By Isabelle Anguelovski, Panagiota Kotsila and Helen Cole, based on research presented at the UrbanA Open Webinar: COVID-19, Justice and Sustainability in Cities.

Environmental justice has many implications for health, and Covid-19 is no exception. As research has shown time and again, low income and minority communities are consistently exposed to greater environmental hazards and have access to fewer environmental amenities than their more affluent counterparts, facing worse health and lower life expectancy. These same cumulative social and environmental vulnerabilities have dramatically increased the risk of infection and mortality due to Covid-19.

While much is being said about making cities more resilient to future outbreaks through measures like density reduction, pedestrianization and urban greening — urban features once thought most important for reducing the risk for non-communicable diseases — it is essential to analyze how inequalities shape the exposure, vulnerability, and eventually the risk and outcome of infectious disease on the ground. We need a careful analysis of underlying and emerging patterns of inequality if we are to craft measures that will make cities safer and healthier for everyone, especially for the most marginalized.

Housing

Despite lingering narratives that density is bad for outbreaks like Covid-19, statistics for the US show no correlation. Rather, it is more and more evident that overcrowding and unsafe housing conditions are the real problem, coupled with the concentration of socio-spatial inequalities in cities.

For example, wealthier residents have access to larger homes with more than one bedroom and bathroom, reducing the risk of contamination between family members and facilitating isolation. Cities thus need affordable, adequate, secure and accessible housing for health and reduced transmission. A safe home with enough space for privacy is the best frontline defense against pandemics and a guarantee against the aggravation of health and economic inequalities.

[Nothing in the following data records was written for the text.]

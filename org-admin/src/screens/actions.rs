use super::GridEvent;
use crate::entities::{Permission, Position, Role};

#[derive(Debug, Clone)]
pub enum RoleAction {
    Load,
    SelectRole { row: Option<String> },
    AddRole,
    AddPermission { menu_code: String },
    RemoveSelectedRoles,
    RemoveSelectedPermissions,
    RoleGrid(GridEvent<Role>),
    PermissionGrid(GridEvent<Permission>),
    Commit,
    Cancel,
}

impl RoleAction {
    pub fn description(&self) -> &'static str {
        match self {
            RoleAction::Load => "Loading roles",
            RoleAction::SelectRole { .. } => "Selecting role",
            RoleAction::AddRole => "Adding role",
            RoleAction::AddPermission { .. } => "Assigning permission",
            RoleAction::RemoveSelectedRoles => "Removing selected roles",
            RoleAction::RemoveSelectedPermissions => "Removing selected permissions",
            RoleAction::RoleGrid(event) => event.description(),
            RoleAction::PermissionGrid(event) => event.description(),
            RoleAction::Commit => "Saving roles and permissions",
            RoleAction::Cancel => "Discarding changes",
        }
    }
}

#[derive(Debug, Clone)]
pub enum PositionAction {
    Load,
    AddPosition { concurrent_status_code: String },
    SetRepresentative { row: String },
    RemoveSelected,
    Grid(GridEvent<Position>),
    Commit,
    Cancel,
}

impl PositionAction {
    pub fn description(&self) -> &'static str {
        match self {
            PositionAction::Load => "Loading positions",
            PositionAction::AddPosition { .. } => "Adding position",
            PositionAction::SetRepresentative { .. } => "Setting representative position",
            PositionAction::RemoveSelected => "Removing selected positions",
            PositionAction::Grid(event) => event.description(),
            PositionAction::Commit => "Saving positions",
            PositionAction::Cancel => "Discarding changes",
        }
    }
}
use crate::identity::{Identity, ServerId, TempId};
use crate::util::errors::RemoteError;

#[derive(Debug, Clone, PartialEq, Eq)]
pub enum Committed {
    Created(ServerId),
    Updated(ServerId),
    Deleted,
}

#[derive(Debug, Clone, PartialEq, Eq)]
pub enum RowOutcome {
    Committed(Committed),
    /// Attempted and rejected by the remote.
    Failed(RemoteError),
    /// Never attempted: the master row it references was not created.
    SkippedDueToDependencyFailure(TempId),
}

#[derive(Debug, Clone, PartialEq, Eq)]
pub struct RowReport {
    pub identity: Identity,
    pub outcome: RowOutcome,
}

/// Per-row result of executing one batch. Rows are atomic individually,
/// never as a batch.
#[derive(Debug, Clone, PartialEq, Eq)]
pub struct CommitOutcome {
    pub collection: String,
    pub rows: Vec<RowReport>,
}

impl CommitOutcome {
    pub fn new(collection: impl Into<String>) -> Self {
        Self {
            collection: collection.into(),
            rows: Vec::new(),
        }
    }

    pub fn is_success(&self) -> bool {
        self.rows.iter().all(|report| matches!(report.outcome, RowOutcome::Committed(_)))
    }

    pub fn committed_count(&self) -> usize {
        self.rows
            .iter()
            .filter(|report| matches!(report.outcome, RowOutcome::Committed(_)))
            .count()
    }

    pub fn failed(&self) -> impl Iterator<Item = (&Identity, &RemoteError)> {
        self.rows.iter().filter_map(|report| match &report.outcome {
            RowOutcome::Failed(error) => Some((&report.identity, error)),
            _ => None,
        })
    }

    pub fn skipped(&self) -> impl Iterator<Item = &Identity> {
        self.rows.iter().filter_map(|report| match report.outcome {
            RowOutcome::SkippedDueToDependencyFailure(_) => Some(&report.identity),
            _ => None,
        })
    }

    pub fn outcome_of(&self, identity: &Identity) -> Option<&RowOutcome> {
        self.rows
            .iter()
            .find(|report| &report.identity == identity)
            .map(|report| &report.outcome)
    }

    pub(crate) fn extend(&mut self, other: CommitOutcome) {
        self.rows.extend(other.rows);
    }
}

#[derive(Debug, Clone, PartialEq, Eq)]
pub struct LinkedOutcome {
    pub master: CommitOutcome,
    pub detail: CommitOutcome,
}

impl LinkedOutcome {
    pub fn is_success(&self) -> bool {
        self.master.is_success() && self.detail.is_success()
    }

    pub fn len(&self) -> usize {
        self.master.rows.len() + self.detail.rows.len()
    }

    pub fn is_empty(&self) -> bool {
        self.len() == 0
    }

    pub fn failure_count(&self) -> usize {
        self.len() - self.master.committed_count() - self.detail.committed_count()
    }
}
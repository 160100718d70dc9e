use crate::collection::Collection;
use crate::config::EngineConfig;
use crate::entity::{DetailEntity, Entity};
use crate::identity::{Identity, TempId};
use crate::planner::ops::{Operation, OperationBatch};
use crate::row::RowStatus;
use crate::util::errors::{Result, StagingError};
use crate::validation::{InvariantValidator, ValidationReport, ValidationResult};
use tracing::debug;

/// Master/detail commit plan, executed stage by stage: master creates and
/// updates, then every detail operation, then master deletes.
#[derive(Debug, Clone, PartialEq)]
pub struct LinkedPlan<M, D> {
    pub master_upserts: OperationBatch<M>,
    pub detail: OperationBatch<D>,
    pub master_deletes: OperationBatch<M>,
}

impl<M, D> LinkedPlan<M, D> {
    pub fn len(&self) -> usize {
        self.master_upserts.len() + self.detail.len() + self.master_deletes.len()
    }

    pub fn is_empty(&self) -> bool {
        self.len() == 0
    }
}

/// Turns the dirty subset of a working set into ordered remote operations.
/// Validation runs first; an invalid working set yields its report and no
/// operations at all.
#[derive(Debug, Clone, Default)]
pub struct CommitPlanner {
    validator: InvariantValidator,
}

impl CommitPlanner {
    pub fn new(config: &EngineConfig) -> Self {
        Self {
            validator: InvariantValidator::new(config),
        }
    }

    pub fn validator(&self) -> &InvariantValidator {
        &self.validator
    }

    pub fn plan<E: Entity>(&self, collection: &Collection<E>) -> Result<OperationBatch<E>> {
        collection.validate(&self.validator).into_result()?;
        let batch = derive_operations(collection, |_| None);
        debug!(collection = %collection.name(), ops = batch.len(), "commit planned");
        Ok(batch)
    }

    pub fn plan_linked<M: Entity, D: DetailEntity>(
        &self,
        master: &Collection<M>,
        detail: &Collection<D>,
    ) -> Result<LinkedPlan<M, D>> {
        let mut report = ValidationReport::default();
        for result in [master.validate(&self.validator), detail.validate(&self.validator)] {
            if let ValidationResult::Invalid(found) = result {
                report.merge(found);
            }
        }
        if !report.is_empty() {
            return Err(StagingError::Validation(report));
        }

        let mut master_upserts = OperationBatch::new(master.name());
        let mut master_deletes = OperationBatch::new(master.name());
        for planned in derive_operations(master, |_| None).ops {
            match planned.op {
                Operation::Delete { .. } => master_deletes.push(planned.op, None),
                _ => master_upserts.push(planned.op, None),
            }
        }
        let detail_batch = derive_operations(detail, |entity: &D| entity.master().temp_id());

        debug!(
            master = %master.name(),
            detail = %detail.name(),
            master_upserts = master_upserts.len(),
            detail_ops = detail_batch.len(),
            master_deletes = master_deletes.len(),
            "linked commit planned"
        );
        Ok(LinkedPlan {
            master_upserts,
            detail: detail_batch,
            master_deletes,
        })
    }
}

fn derive_operations<E, F>(collection: &Collection<E>, dependency: F) -> OperationBatch<E>
where
    E: Entity,
    F: Fn(&E) -> Option<TempId>,
{
    let mut batch = OperationBatch::new(collection.name());
    for row in collection.rows() {
        match (row.status(), row.identity()) {
            (RowStatus::New, Identity::Temp(temp)) => batch.push(
                Operation::Create {
                    row: *temp,
                    entity: row.payload().clone(),
                },
                dependency(row.payload()),
            ),
            (RowStatus::Updated, Identity::Server(id)) => batch.push(
                Operation::Update {
                    id: id.clone(),
                    entity: row.payload().clone(),
                },
                dependency(row.payload()),
            ),
            (RowStatus::Removed, Identity::Server(id)) => batch.push(Operation::Delete { id: id.clone() }, None),
            _ => {}
        }
    }
    batch
}
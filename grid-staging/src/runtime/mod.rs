pub mod executor;
pub mod outcome;
pub mod remote;

pub use executor::{execute, execute_linked};
pub use outcome::{CommitOutcome, Committed, LinkedOutcome, RowOutcome, RowReport};
pub use remote::RemoteCollection;
use crate::allocator::TempIdAllocator;
use crate::entity::{DetailEntity, Entity};
use crate::grouping::{self, Group};
use crate::identity::{Identity, ServerId, TempId};
use crate::row::{RemovalOutcome, Row, RowStatus};
use crate::runtime::{CommitOutcome, Committed, RowOutcome};
use crate::selection::{BulkAction, MasterState, SelectionCoordinator};
use crate::tracker::RowStateTracker;
use crate::util::errors::{Result, StagingError};
use crate::validation::{InvariantValidator, ValidationResult};
use tracing::{debug, warn};

/// One named working set of rows plus the user's selection over it.
#[derive(Debug, Clone)]
pub struct Collection<E> {
    name: String,
    rows: Vec<Row<E>>,
    selection: SelectionCoordinator,
}

impl<E: Entity> Collection<E> {
    pub fn new(name: impl Into<String>) -> Self {
        Self {
            name: name.into(),
            rows: Vec::new(),
            selection: SelectionCoordinator::new(),
        }
    }

    pub fn name(&self) -> &str {
        &self.name
    }

    pub fn rows(&self) -> &[Row<E>] {
        &self.rows
    }

    pub fn len(&self) -> usize {
        self.rows.len()
    }

    pub fn is_empty(&self) -> bool {
        self.rows.is_empty()
    }

    pub fn get(&self, identity: &Identity) -> Option<&Row<E>> {
        self.rows.iter().find(|row| row.identity() == identity)
    }

    pub fn dirty(&self) -> impl Iterator<Item = &Row<E>> {
        self.rows.iter().filter(|row| row.is_dirty())
    }

    pub fn is_dirty(&self) -> bool {
        self.rows.iter().any(|row| row.is_dirty())
    }

    /// Rows in presentation order: group key, representative-first, sequence.
    pub fn ordered(&self) -> Vec<&Row<E>> {
        grouping::ordered(&self.rows)
    }

    pub fn groups(&self) -> Vec<Group<'_, E, Option<E::GroupKey>>> {
        grouping::partition_by_group(self.rows.iter().filter(|row| row.is_live()))
    }

    pub fn validate(&self, validator: &InvariantValidator) -> ValidationResult {
        validator.validate(&self.rows)
    }

    pub fn selection(&self) -> &SelectionCoordinator {
        &self.selection
    }

    pub fn selection_mut(&mut self) -> &mut SelectionCoordinator {
        &mut self.selection
    }

    pub fn selected_rows(&self) -> Vec<&Row<E>> {
        self.selection.current(&self.rows)
    }

    pub fn is_bulk_action_enabled(&self, action: BulkAction, master: MasterState) -> bool {
        self.selection.is_bulk_action_enabled(action, &self.rows, master)
    }

    /// Adds a NEW row. With a group key the row is placed after the last
    /// sequence number currently used in that group.
    pub fn add_row(
        &mut self,
        allocator: &mut TempIdAllocator,
        group_key: Option<E::GroupKey>,
        mut defaults: E,
    ) -> &Row<E> {
        if let Some(key) = group_key {
            let sequence = self.next_sequence(&key);
            defaults.place_in_group(key, sequence);
        }
        let row = RowStateTracker::apply_add(allocator, defaults);
        debug!(collection = %self.name, identity = %row.identity(), "row added");
        self.rows.push(row);
        let last = self.rows.len() - 1;
        &self.rows[last]
    }

    pub fn edit_row(&mut self, identity: &Identity, payload: E) -> Result<&Row<E>> {
        let index = self.index_of(identity)?;
        RowStateTracker::apply_edit(&mut self.rows[index], payload)?;
        Ok(&self.rows[index])
    }

    /// Partial edit: `change` receives a copy of the current payload.
    pub fn update_row(&mut self, identity: &Identity, change: impl FnOnce(&mut E)) -> Result<&Row<E>> {
        let index = self.index_of(identity)?;
        let mut payload = self.rows[index].payload().clone();
        change(&mut payload);
        RowStateTracker::apply_edit(&mut self.rows[index], payload)?;
        Ok(&self.rows[index])
    }

    /// Flags `identity` as its group's representative and clears the flag on
    /// every other live row of the group.
    pub fn set_representative(&mut self, identity: &Identity) -> Result<()> {
        let index = self.index_of(identity)?;
        let target = &self.rows[index];
        if !target.is_live() {
            return Err(StagingError::RowRemoved(identity.clone()));
        }
        let key = target.payload().group_key();
        let others: Vec<Identity> = self
            .rows
            .iter()
            .filter(|row| row.is_live() && row.identity() != identity)
            .filter(|row| row.payload().group_key() == key && row.payload().is_representative() == Some(true))
            .map(|row| row.identity().clone())
            .collect();

        for other in &others {
            self.update_row(other, |entity| entity.set_representative(false))?;
        }
        if self.rows[index].payload().is_representative() != Some(true) {
            self.update_row(identity, |entity| entity.set_representative(true))?;
        }
        Ok(())
    }

    /// Removes each row independently; a protected or unknown row fails on
    /// its own without blocking the others.
    pub fn remove_rows(&mut self, identities: impl IntoIterator<Item = Identity>) -> Vec<Result<RemovalOutcome>> {
        identities
            .into_iter()
            .map(|identity| {
                let index = self.index_of(&identity)?;
                let outcome = RowStateTracker::apply_remove(&mut self.rows[index])?;
                if let RemovalOutcome::LocalDiscard(_) = outcome {
                    self.rows.remove(index);
                }
                self.selection.deselect(&identity);
                debug!(collection = %self.name, %identity, ?outcome, "row removed");
                Ok(outcome)
            })
            .collect()
    }

    pub fn remove_selected(&mut self) -> Vec<Result<RemovalOutcome>> {
        let selected: Vec<Identity> = self.selection.identities().cloned().collect();
        self.remove_rows(selected)
    }

    /// Replaces the working set with authoritative rows and clears the
    /// selection.
    pub fn replace_all(&mut self, rows: Vec<(ServerId, E)>) {
        self.rows = rows.into_iter().map(|(id, payload)| Row::from_server(id, payload)).collect();
        self.selection.clear();
        debug!(collection = %self.name, rows = self.rows.len(), "working set replaced");
    }

    /// Cancels every local change without any network effect. Returns the
    /// temp ids of the NEW rows that were dropped.
    pub fn discard_changes(&mut self) -> Vec<TempId> {
        let mut discarded = Vec::new();
        self.rows.retain_mut(|row| match row.status() {
            RowStatus::New => {
                discarded.extend(row.identity().temp_id());
                false
            }
            RowStatus::Updated | RowStatus::Removed => {
                if let Some(snapshot) = row.take_snapshot() {
                    row.replace_payload(snapshot);
                }
                row.set_status(RowStatus::Clean);
                row.set_error(None);
                true
            }
            RowStatus::Clean => {
                row.set_error(None);
                true
            }
        });
        self.selection.retain_present(&self.rows);
        debug!(collection = %self.name, discarded = discarded.len(), "local changes discarded");
        discarded
    }

    /// Folds a commit outcome back into row state. Succeeded rows collapse
    /// to CLEAN (or leave, for deletes); failed and skipped rows keep their
    /// status and carry the error.
    pub fn apply_outcome(&mut self, outcome: &CommitOutcome) {
        for report in &outcome.rows {
            let Some(index) = self.rows.iter().position(|row| row.identity() == &report.identity) else {
                warn!(collection = %self.name, identity = %report.identity, "outcome for a row that left the working set");
                continue;
            };
            match &report.outcome {
                RowOutcome::Committed(Committed::Created(id)) | RowOutcome::Committed(Committed::Updated(id)) => {
                    self.rows[index].commit_as(id.clone());
                    self.selection.rebind(&report.identity, Identity::Server(id.clone()));
                }
                RowOutcome::Committed(Committed::Deleted) => {
                    self.rows.remove(index);
                    self.selection.deselect(&report.identity);
                }
                RowOutcome::Failed(error) => {
                    self.rows[index].set_error(Some(error.to_string()));
                }
                RowOutcome::SkippedDueToDependencyFailure(master) => {
                    self.rows[index].set_error(Some(format!("not saved: master row {master} was not created")));
                }
            }
        }
    }

    fn index_of(&self, identity: &Identity) -> Result<usize> {
        self.rows
            .iter()
            .position(|row| row.identity() == identity)
            .ok_or_else(|| StagingError::UnknownRow(identity.clone()))
    }

    fn next_sequence(&self, key: &E::GroupKey) -> u32 {
        self.rows
            .iter()
            .filter(|row| row.is_live() && row.payload().group_key().as_ref() == Some(key))
            .map(|row| row.payload().sequence())
            .max()
            .map_or(1, |max| max.saturating_add(1))
    }
}

impl<E: DetailEntity> Collection<E> {
    /// Points detail rows at the server ids of masters created during the
    /// last commit. Status is untouched; this is not a user edit.
    pub fn rebind_masters(&mut self, resolutions: &[(TempId, ServerId)]) {
        for row in &mut self.rows {
            let Some(temp) = row.payload().master().temp_id() else {
                continue;
            };
            if let Some((_, server)) = resolutions.iter().find(|(resolved, _)| *resolved == temp) {
                row.payload_mut().bind_master(Identity::Server(server.clone()));
            }
        }
    }

    /// Live detail rows that reference `master`.
    pub fn rows_of(&self, master: &Identity) -> Vec<&Row<E>> {
        self.rows
            .iter()
            .filter(|row| row.is_live() && row.payload().master() == master)
            .collect()
    }
}
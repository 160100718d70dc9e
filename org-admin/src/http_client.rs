//! REST collaborator for the staging engine.
//!
//! Every resource lives at `{base_url}/{path}`: `POST` creates and answers
//! `{"id": ..}`, `PUT /{id}` updates, `DELETE /{id}` removes and `GET`
//! lists, optionally filtered by a scope query parameter.

use crate::config::ApiConfig;
use anyhow::Result;
use async_trait::async_trait;
use grid_staging::{Entity, RemoteCollection, RemoteError, RemoteErrorKind, ServerId};
use reqwest::{Client, Method, RequestBuilder, StatusCode};
use serde::de::DeserializeOwned;
use serde::{Deserialize, Serialize};
use std::marker::PhantomData;
use std::time::Duration;

/// An entity the REST API exposes as a collection.
pub trait Resource: Entity + Serialize + DeserializeOwned + 'static {
    const PATH: &'static str;
    /// Query parameter naming the master row for scoped listings.
    const SCOPE_PARAM: Option<&'static str> = None;
}

#[derive(Clone)]
pub struct ApiClient {
    base_url: String,
    client: Client,
    auth_token: Option<String>,
}

impl ApiClient {
    pub fn new(config: &ApiConfig) -> Result<Self> {
        let client = Client::builder()
            .timeout(Duration::from_millis(config.timeout_ms))
            .connect_timeout(Duration::from_secs(10))
            .build()?;

        Ok(Self {
            base_url: config.base_url.trim_end_matches('/').to_string(),
            client,
            auth_token: config.auth_token.clone(),
        })
    }

    pub fn base_url(&self) -> &str {
        &self.base_url
    }

    pub fn collection<E: Resource>(&self) -> RestCollection<E> {
        RestCollection {
            api: self.clone(),
            _entity: PhantomData,
        }
    }

    fn request(&self, method: Method, url: &str) -> RequestBuilder {
        log::debug!("{method} {url}");
        let request = self.client.request(method, url);
        match &self.auth_token {
            Some(token) => request.bearer_auth(token),
            None => request,
        }
    }
}

pub struct RestCollection<E> {
    api: ApiClient,
    _entity: PhantomData<fn() -> E>,
}

impl<E: Resource> RestCollection<E> {
    pub fn new(api: ApiClient) -> Self {
        api.collection()
    }

    fn collection_url(&self) -> String {
        format!("{}/{}", self.api.base_url, E::PATH)
    }

    fn row_url(&self, id: &ServerId) -> String {
        format!("{}/{}/{}", self.api.base_url, E::PATH, id)
    }
}

// Backends disagree on whether ids are numbers or strings.
#[derive(Deserialize)]
#[serde(untagged)]
enum WireId {
    Text(String),
    Number(i64),
}

impl From<WireId> for ServerId {
    fn from(id: WireId) -> Self {
        match id {
            WireId::Text(id) => ServerId::new(id),
            WireId::Number(id) => ServerId::new(id.to_string()),
        }
    }
}

#[derive(Deserialize)]
struct Created {
    id: WireId,
}

#[derive(Deserialize)]
#[serde(bound = "E: DeserializeOwned")]
struct Listed<E> {
    id: WireId,
    #[serde(flatten)]
    entity: E,
}

fn transport(error: reqwest::Error) -> RemoteError {
    RemoteError::transport(error.to_string())
}

fn status_kind(status: StatusCode) -> RemoteErrorKind {
    match status {
        StatusCode::UNAUTHORIZED | StatusCode::FORBIDDEN => RemoteErrorKind::Unauthorized,
        StatusCode::NOT_FOUND => RemoteErrorKind::NotFound,
        StatusCode::CONFLICT => RemoteErrorKind::Conflict,
        _ => RemoteErrorKind::Rejected,
    }
}

async fn check(response: reqwest::Response) -> Result<reqwest::Response, RemoteError> {
    let status = response.status();
    if status.is_success() {
        return Ok(response);
    }
    let body = response.text().await.unwrap_or_default();
    let message = if body.trim().is_empty() {
        format!("HTTP request failed with status: {status}")
    } else {
        format!("HTTP {status}: {}", body.trim())
    };
    log::error!("{message}");
    Err(RemoteError::new(status_kind(status), message))
}

async fn read_json<T: DeserializeOwned>(response: reqwest::Response) -> Result<T, RemoteError> {
    response
        .json::<T>()
        .await
        .map_err(|e| RemoteError::transport(format!("Failed to parse response: {e}")))
}

#[async_trait]
impl<E: Resource> RemoteCollection<E> for RestCollection<E> {
    async fn create(&self, entity: &E) -> Result<ServerId, RemoteError> {
        let response = self
            .api
            .request(Method::POST, &self.collection_url())
            .json(entity)
            .send()
            .await
            .map_err(transport)?;
        let created: Created = read_json(check(response).await?).await?;
        Ok(created.id.into())
    }

    async fn update(&self, id: &ServerId, entity: &E) -> Result<(), RemoteError> {
        let response = self
            .api
            .request(Method::PUT, &self.row_url(id))
            .json(entity)
            .send()
            .await
            .map_err(transport)?;
        check(response).await?;
        Ok(())
    }

    async fn remove(&self, id: &ServerId) -> Result<(), RemoteError> {
        let response = self
            .api
            .request(Method::DELETE, &self.row_url(id))
            .send()
            .await
            .map_err(transport)?;
        check(response).await?;
        Ok(())
    }

    async fn list(&self, scope: Option<&ServerId>) -> Result<Vec<(ServerId, E)>, RemoteError> {
        let mut request = self.api.request(Method::GET, &self.collection_url());
        if let (Some(param), Some(scope)) = (E::SCOPE_PARAM, scope) {
            request = request.query(&[(param, scope.as_str())]);
        }
        let response = request.send().await.map_err(transport)?;
        let rows: Vec<Listed<E>> = read_json(check(response).await?).await?;
        log::info!("Fetched {} {} rows", rows.len(), E::KIND);
        Ok(rows.into_iter().map(|row| (row.id.into(), row.entity)).collect())
    }
}

#[cfg(test)]
mod tests {
    use super::*;

    #[test]
    fn status_codes_map_to_error_kinds() {
        assert_eq!(status_kind(StatusCode::FORBIDDEN), RemoteErrorKind::Unauthorized);
        assert_eq!(status_kind(StatusCode::CONFLICT), RemoteErrorKind::Conflict);
        assert_eq!(status_kind(StatusCode::NOT_FOUND), RemoteErrorKind::NotFound);
        assert_eq!(status_kind(StatusCode::UNPROCESSABLE_ENTITY), RemoteErrorKind::Rejected);
        assert_eq!(status_kind(StatusCode::BAD_GATEWAY), RemoteErrorKind::Rejected);
    }

    #[test]
    fn trailing_slash_is_trimmed_from_base_url() {
        let api = ApiClient::new(&ApiConfig {
            base_url: "http://localhost:8080/api/".to_string(),
            ..ApiConfig::default()
        })
        .unwrap();
        let roles = api.collection::<crate::entities::Role>();
        assert_eq!(roles.collection_url(), "http://localhost:8080/api/roles");
        assert_eq!(roles.row_url(&ServerId::new("7")), "http://localhost:8080/api/roles/7");
    }
}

Jane Barlow/PA Wire/PA Images via The Conversation

In view of the length and acuteness of the current health and economic crisis, cities and states should declare a moratorium and/or a relief on rents, mortgages, and evictions for vulnerable groups. Housing should be greatly decommodified, as it has been in cities like Vienna, where it is considered and treated as a basic human right. A minimal guaranteed income should be put in place as cities such as Utrecht or Hamilton, Ontario have discussed or put in place. National governments should reverse decade-long cuts to housing infrastructure, especially public housing, as has been the case in the United States and United Kingdom. Touristic cities should convert short-term rental to long-term housing for residents, using the crisis as an opportunity to end housing speculation and providing housing for all. Regulating the tourism would also alleviate these cities from the huge influx of temporary visitors that contribute to gentrification while also increasing the present risk of disease transmission.

Transit

Due to their high potential for transmission, public transportation systems are a major hotspot for Covid-19. As a result, planners and public health experts are concerned that many residents will reject public transportation and return to private motor vehicles, which, in addition to having contamination impacts, will be stratified by class. While 53% of workers in professional and business services in the US, according to a US Department of Labor Study, are able to tele-commute, those more at risk of new infections will be low-income workers who depend on public transit to get to their jobs.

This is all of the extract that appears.